§ Record excerpts
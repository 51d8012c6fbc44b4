use async_stream::try_stream;
use eventsource_stream::{EventStreamError, Eventsource};
use futures::{Stream, StreamExt};
use serde::{Deserialize, Serialize};
use std::pin::pin;

use super::lines::ProviderLine;
use super::{ensure_success, FragmentStream, GenerationClient, GenerationPrompt, ProviderError};

/// Streams chat completions from an OpenAI-compatible endpoint.
pub struct OpenAiClient {
    http: reqwest::Client,
    endpoint: String,
    api_key: String,
    model: String,
}

impl OpenAiClient {
    pub fn new(http: reqwest::Client, base_url: &str, api_key: String, model: &str) -> Self {
        Self {
            http,
            endpoint: format!("{}/chat/completions", base_url.trim_end_matches('/')),
            api_key,
            model: model.to_string(),
        }
    }

    fn body<'a>(&'a self, prompt: &'a GenerationPrompt) -> ChatRequest<'a> {
        ChatRequest {
            model: &self.model,
            messages: [
                ChatMessage {
                    role: "developer",
                    content: &prompt.system_text,
                },
                ChatMessage {
                    role: "user",
                    content: &prompt.user_text,
                },
            ],
            max_completion_tokens: prompt.max_output_tokens,
            n: 1,
            stream: true,
        }
    }
}

impl GenerationClient for OpenAiClient {
    fn generate(&self, prompt: &GenerationPrompt) -> FragmentStream {
        let request = self
            .http
            .post(&self.endpoint)
            .bearer_auth(&self.api_key)
            .json(&self.body(prompt));

        log::debug!("opening chat completion stream ({} max tokens)", prompt.max_output_tokens);
        completion_stream(request).boxed()
    }

    fn name(&self) -> &'static str {
        "openai"
    }
}

fn completion_stream(
    request: reqwest::RequestBuilder,
) -> impl Stream<Item = Result<String, ProviderError>> {
    try_stream! {
        let response = ensure_success(request.send().await?).await?;
        let mut events = pin!(response.bytes_stream().eventsource());
        let mut finished = false;

        while let Some(event) = events.next().await {
            let event = event.map_err(event_stream_error)?;
            match parse_event_data(&event.data)? {
                ProviderLine::Fragment(text) => {
                    yield text;
                }
                ProviderLine::Last(text) => {
                    yield text;
                    finished = true;
                    break;
                }
                ProviderLine::Done => {
                    finished = true;
                    break;
                }
                ProviderLine::Skip => {}
            }
        }

        if !finished {
            Err::<(), _>(ProviderError::Malformed(
                "stream ended before completion".to_string(),
            ))?;
        }
    }
}

fn event_stream_error(err: EventStreamError<reqwest::Error>) -> ProviderError {
    match err {
        EventStreamError::Transport(e) => ProviderError::Transport(e),
        other => ProviderError::Malformed(format!("invalid event stream: {}", other)),
    }
}

#[derive(Serialize)]
struct ChatRequest<'a> {
    model: &'a str,
    messages: [ChatMessage<'a>; 2],
    max_completion_tokens: u32,
    n: u32,
    stream: bool,
}

#[derive(Serialize)]
struct ChatMessage<'a> {
    role: &'static str,
    content: &'a str,
}

#[derive(Deserialize)]
struct CompletionChunk {
    #[serde(default)]
    choices: Option<Vec<ChunkChoice>>,
    #[serde(default)]
    error: Option<ApiError>,
}

#[derive(Deserialize)]
struct ChunkChoice {
    #[serde(default)]
    delta: ChunkDelta,
}

#[derive(Deserialize, Default)]
struct ChunkDelta {
    #[serde(default)]
    content: Option<String>,
}

#[derive(Deserialize)]
struct ApiError {
    message: String,
}

/// Interprets the `data` field of one Server-Sent Event.
pub(crate) fn parse_event_data(data: &str) -> Result<ProviderLine, ProviderError> {
    let data = data.trim();
    if data.is_empty() {
        return Ok(ProviderLine::Skip);
    }
    if data == "[DONE]" {
        return Ok(ProviderLine::Done);
    }

    let chunk: CompletionChunk = serde_json::from_str(data)
        .map_err(|e| ProviderError::Malformed(format!("{}: {}", e, data)))?;

    if let Some(error) = chunk.error {
        return Err(ProviderError::Provider(error.message));
    }
    let choices = chunk
        .choices
        .ok_or_else(|| ProviderError::Malformed(format!("no choices in {}", data)))?;

    let text = choices
        .into_iter()
        .next()
        .and_then(|choice| choice.delta.content)
        .unwrap_or_default();

    if text.is_empty() {
        Ok(ProviderLine::Skip)
    } else {
        Ok(ProviderLine::Fragment(text))
    }
}

#[cfg(test)]
mod tests {
    use super::*;
    use crate::generation::test_server::{direct_client, serve_once};

    const ONCE: &str = r#"{"id":"c1","choices":[{"index":0,"delta":{"content":"Once"}}]}"#;
    const UPON: &str = r#"{"id":"c1","choices":[{"index":0,"delta":{"content":" upon"}}]}"#;

    fn prompt() -> GenerationPrompt {
        GenerationPrompt {
            system_text: "Be helpful".into(),
            user_text: "Begin a new story.".into(),
            max_output_tokens: 50,
        }
    }

    async fn stream_from(status: &str, body: String) -> Vec<Result<String, ProviderError>> {
        let base = serve_once(status, "text/event-stream", body).await;
        let client = OpenAiClient::new(direct_client(), &base, "sk-test".into(), "gpt-4o-mini");
        client.generate(&prompt()).collect().await
    }

    #[test]
    fn test_content_delta() {
        assert_eq!(parse_event_data(ONCE).unwrap(), ProviderLine::Fragment("Once".into()));
    }

    #[test]
    fn test_role_only_delta_is_skipped() {
        let role = r#"{"choices":[{"index":0,"delta":{"role":"assistant","content":""}}]}"#;
        assert_eq!(parse_event_data(role).unwrap(), ProviderLine::Skip);
        let finish = r#"{"choices":[{"index":0,"delta":{},"finish_reason":"length"}]}"#;
        assert_eq!(parse_event_data(finish).unwrap(), ProviderLine::Skip);
    }

    #[test]
    fn test_done_marker() {
        assert_eq!(parse_event_data("[DONE]").unwrap(), ProviderLine::Done);
        assert_eq!(parse_event_data("").unwrap(), ProviderLine::Skip);
    }

    #[test]
    fn test_error_object() {
        let data = r#"{"error":{"message":"quota exceeded","type":"insufficient_quota"}}"#;
        match parse_event_data(data) {
            Err(ProviderError::Provider(msg)) => assert_eq!(msg, "quota exceeded"),
            other => panic!("unexpected: {other:?}"),
        }
    }

    #[test]
    fn test_garbage_is_malformed() {
        assert!(matches!(parse_event_data("{not json"), Err(ProviderError::Malformed(_))));
        assert!(matches!(
            parse_event_data(r#"{"object":"chat.completion.chunk"}"#),
            Err(ProviderError::Malformed(_))
        ));
    }

    #[tokio::test]
    async fn test_stream_ends_at_done_marker() {
        let body = format!(
            ": keep-alive\n\ndata: {ONCE}\n\ndata: {UPON}\n\ndata: [DONE]\n\ndata: {{not json\n\n"
        );
        let items = stream_from("200 OK", body).await;
        let texts: Vec<_> = items.into_iter().map(|r| r.unwrap()).collect();
        assert_eq!(texts, vec!["Once", " upon"]);
    }

    #[tokio::test]
    async fn test_cut_off_stream_is_an_error() {
        let items = stream_from("200 OK", format!("data: {ONCE}\n\ndata: {UPON}\n\n")).await;
        assert_eq!(items.len(), 3);
        assert_eq!(items[0].as_ref().unwrap(), "Once");
        assert_eq!(items[1].as_ref().unwrap(), " upon");
        match &items[2] {
            Err(ProviderError::Malformed(msg)) => assert!(msg.contains("before completion")),
            other => panic!("unexpected: {other:?}"),
        }
    }

    #[tokio::test]
    async fn test_rate_limited_response() {
        let items = stream_from("429 Too Many Requests", String::new()).await;
        assert!(matches!(items.as_slice(), [Err(ProviderError::RateLimited)]));
    }

    #[tokio::test]
    async fn test_error_event_mid_stream() {
        let body = format!(
            "data: {ONCE}\n\ndata: {}\n\n",
            r#"{"error":{"message":"server overloaded"}}"#
        );
        let items = stream_from("200 OK", body).await;
        assert_eq!(items.len(), 2);
        assert!(matches!(&items[1], Err(ProviderError::Provider(m)) if m == "server overloaded"));
    }

    #[test]
    fn test_request_body_shape() {
        let client = OpenAiClient::new(
            reqwest::Client::new(),
            "https://api.openai.com/v1/",
            "sk-test".into(),
            "gpt-4o-mini",
        );
        assert_eq!(client.endpoint, "https://api.openai.com/v1/chat/completions");

        let body = serde_json::to_value(client.body(&prompt())).unwrap();
        assert_eq!(body["model"], "gpt-4o-mini");
        assert_eq!(body["messages"][0]["role"], "developer");
        assert_eq!(body["messages"][1]["content"], "Begin a new story.");
        assert_eq!(body["max_completion_tokens"], 50);
        assert_eq!(body["stream"], true);
    }
}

§ Exercise
Filter the listing above by the word "super"; copy each line that passes.

§ Response area
use super::lines::ProviderLine;
use super::{ensure_success, FragmentStream, GenerationClient, GenerationPrompt, ProviderError};
    use super::*;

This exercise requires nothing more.